NYPD Reveals Details of London Attacks on July 7

NEW YORK (AP) - The London suicide bombers cooked up their explosives using mundane items like hydrogen peroxide, suggesting that "these terrorists went to a hardware store or some beauty supply store" for ingredients, according to New York City police.

Details from the July 7 London bombings emerged Wednesday at an unusually wide-ranging briefing given by the New York Police Department to city business leaders. A department spokesman later acknowledged that London officials had not authorized the briefing.

The briefing - based partly on information obtained by NYPD detectives who were dispatched to London to monitor the investigation - was part of a program designed to encourage more vigilance by private security at large hotels, Wall Street firms, storage facilities and other companies.

Police Commissioner Raymond Kelly warned the materials and methods used in the London attack were easily adaptable to New York.

"Initially it was thought that perhaps the materials were high-end military explosives that were smuggled, but it turns out not to be the case," Kelly said. "It's more like these terrorists went to a hardware store or some beauty supply store."

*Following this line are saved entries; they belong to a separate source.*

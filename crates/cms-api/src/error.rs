// ============================================================================
// CMS API - Error Responses
// File: crates/cms-api/src/error.rs
// ============================================================================

use axum::{
    extract::rejection::{JsonRejection, PathRejection, QueryRejection},
    http::StatusCode,
    response::{IntoResponse, Response},
    Json,
};
use serde::Serialize;
use thiserror::Error;

use cms_core::error::DomainError;

#[derive(Error, Debug)]
pub enum ApiError {
    #[error("Bad request: {0}")]
    BadRequest(String),

    #[error("Unauthorized: {0}")]
    Unauthorized(String),

    #[error("Not found: {0}")]
    NotFound(String),

    #[error("Conflict: {0}")]
    Conflict(String),

    #[error("Database error: {0}")]
    DatabaseError(String),

    #[error("Internal error: {0}")]
    InternalError(String),

    #[error("Service unavailable: {0}")]
    ServiceUnavailable(String),
}

#[derive(Serialize)]
struct ErrorResponse {
    error: String,
    message: String,
}

impl IntoResponse for ApiError {
    fn into_response(self) -> Response {
        let (status, error_type, message) = match self {
            ApiError::BadRequest(msg) => {
                tracing::warn!("Bad request: {}", msg);
                (StatusCode::BAD_REQUEST, "BadRequest", msg)
            }
            ApiError::Unauthorized(msg) => {
                tracing::warn!("Unauthorized: {}", msg);
                (StatusCode::UNAUTHORIZED, "Unauthorized", msg)
            }
            ApiError::NotFound(msg) => {
                tracing::warn!("Not found: {}", msg);
                (StatusCode::NOT_FOUND, "NotFound", msg)
            }
            ApiError::Conflict(msg) => {
                tracing::warn!("Conflict: {}", msg);
                (StatusCode::CONFLICT, "Conflict", msg)
            }
            // Server-side details stay in the logs
            ApiError::DatabaseError(msg) => {
                tracing::error!("Database error: {}", msg);
                (
                    StatusCode::INTERNAL_SERVER_ERROR,
                    "DatabaseError",
                    "A database error occurred".to_string(),
                )
            }
            ApiError::InternalError(msg) => {
                tracing::error!("Internal error: {}", msg);
                (
                    StatusCode::INTERNAL_SERVER_ERROR,
                    "InternalError",
                    "An internal error occurred".to_string(),
                )
            }
            ApiError::ServiceUnavailable(msg) => {
                tracing::error!("Service unavailable: {}", msg);
                (StatusCode::SERVICE_UNAVAILABLE, "ServiceUnavailable", msg)
            }
        };

        let body = Json(ErrorResponse {
            error: error_type.to_string(),
            message,
        });

        (status, body).into_response()
    }
}

impl From<DomainError> for ApiError {
    fn from(error: DomainError) -> Self {
        let message = error.to_string();
        match error {
            DomainError::MenuItemNotFound(_)
            | DomainError::ParentNotFound(_)
            | DomainError::MenuLocationNotFound(_) => ApiError::NotFound(message),
            DomainError::MaxDepthExceeded { .. }
            | DomainError::InvalidMove(_)
            | DomainError::ValidationError(_)
            | DomainError::ReferenceViolation(_) => ApiError::BadRequest(message),
            DomainError::SlugAlreadyExists(_) => ApiError::Conflict(message),
            DomainError::CorruptedTree(_) => ApiError::InternalError(message),
            DomainError::DatabaseError(_) => ApiError::DatabaseError(message),
        }
    }
}

impl From<validator::ValidationErrors> for ApiError {
    fn from(errors: validator::ValidationErrors) -> Self {
        ApiError::BadRequest(errors.to_string())
    }
}

impl From<JsonRejection> for ApiError {
    fn from(rejection: JsonRejection) -> Self {
        ApiError::BadRequest(rejection.body_text())
    }
}

impl From<QueryRejection> for ApiError {
    fn from(rejection: QueryRejection) -> Self {
        ApiError::BadRequest(rejection.body_text())
    }
}

impl From<PathRejection> for ApiError {
    fn from(rejection: PathRejection) -> Self {
        ApiError::BadRequest(rejection.body_text())
    }
}

#[cfg(test)]
mod tests {
    use super::*;
    use uuid::Uuid;

    fn status_of(error: DomainError) -> StatusCode {
        ApiError::from(error).into_response().status()
    }

    #[test]
    fn test_domain_error_status_mapping() {
        let id = Uuid::new_v4();
        assert_eq!(status_of(DomainError::MenuItemNotFound(id)), StatusCode::NOT_FOUND);
        assert_eq!(status_of(DomainError::ParentNotFound(id)), StatusCode::NOT_FOUND);
        assert_eq!(
            status_of(DomainError::MaxDepthExceeded { depth: 4, max: 3 }),
            StatusCode::BAD_REQUEST
        );
        assert_eq!(
            status_of(DomainError::InvalidMove("no".to_string())),
            StatusCode::BAD_REQUEST
        );
        assert_eq!(
            status_of(DomainError::SlugAlreadyExists("header".to_string())),
            StatusCode::CONFLICT
        );
        assert_eq!(
            status_of(DomainError::CorruptedTree(id)),
            StatusCode::INTERNAL_SERVER_ERROR
        );
        assert_eq!(
            status_of(DomainError::DatabaseError("down".to_string())),
            StatusCode::INTERNAL_SERVER_ERROR
        );
    }

    #[test]
    fn test_depth_message_is_preserved() {
        let error = ApiError::from(DomainError::MaxDepthExceeded { depth: 4, max: 3 });
        match error {
            ApiError::BadRequest(msg) => assert!(msg.starts_with("Maximum menu depth exceeded")),
            other => panic!("unexpected error: {:?}", other),
        }
    }
}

The NYPD officials said investigators believe the bombers used a peroxide-based explosive called HMDT, or hexamethylene triperoxide diamine. HMDT can be made using ordinary ingredients like hydrogen peroxide (hair bleach), citric acid (a common food preservative) and heat tablets (sometimes used by the military for cooking).

HMDT degrades at room temperature, so the bombers preserved it in way that offered an early warning sign, said Michael Sheehan, deputy commissioner of counterterrorism at the nation's largest police department.

"In the flophouse where this was built in Leeds, they had commercial grade refrigerators to keep the materials cool," Sheehan said, describing the setup as "an indicator of a problem."

Among the other details cited by NYPD officials:

  • The bombers transported the explosives in beverage coolers tucked in the back of two cars to the outskirts of London.
  • Investigators believe the three bombs that exploded in the subway were detonated by cell phones that had alarms set to 8:50 a.m.
  • Similar "explosive compounds" were used in the attempted attack in London on July 21. However, the detonators were hand-activated, not timed.

Sheehan said the NYPD was troubled by information it had received about the bombers' links to "organizations," but he did not name any groups.

"We know those same types of organizations that they're affiliated with are very much present in New York City," he said. "That's something we're studying very, very carefully. ... This could happen here."

After the briefing, police spokesman Paul Browne claimed NYPD had clearance from British authorities to present the information about the July 7 attack, which killed 52 people. On Thursday, he said had been mistaken.

However, Browne insisted "all the information in the briefing was from open and unclassified sources."

The session at police headquarters in lower Manhattan was attended by officials from police departments and law enforcement agencies in Baltimore, Washington, D.C., Philadelphia and other jurisdictions. The officials were in the city discussing plans to beef up security along Amtrak's New York-Washington route.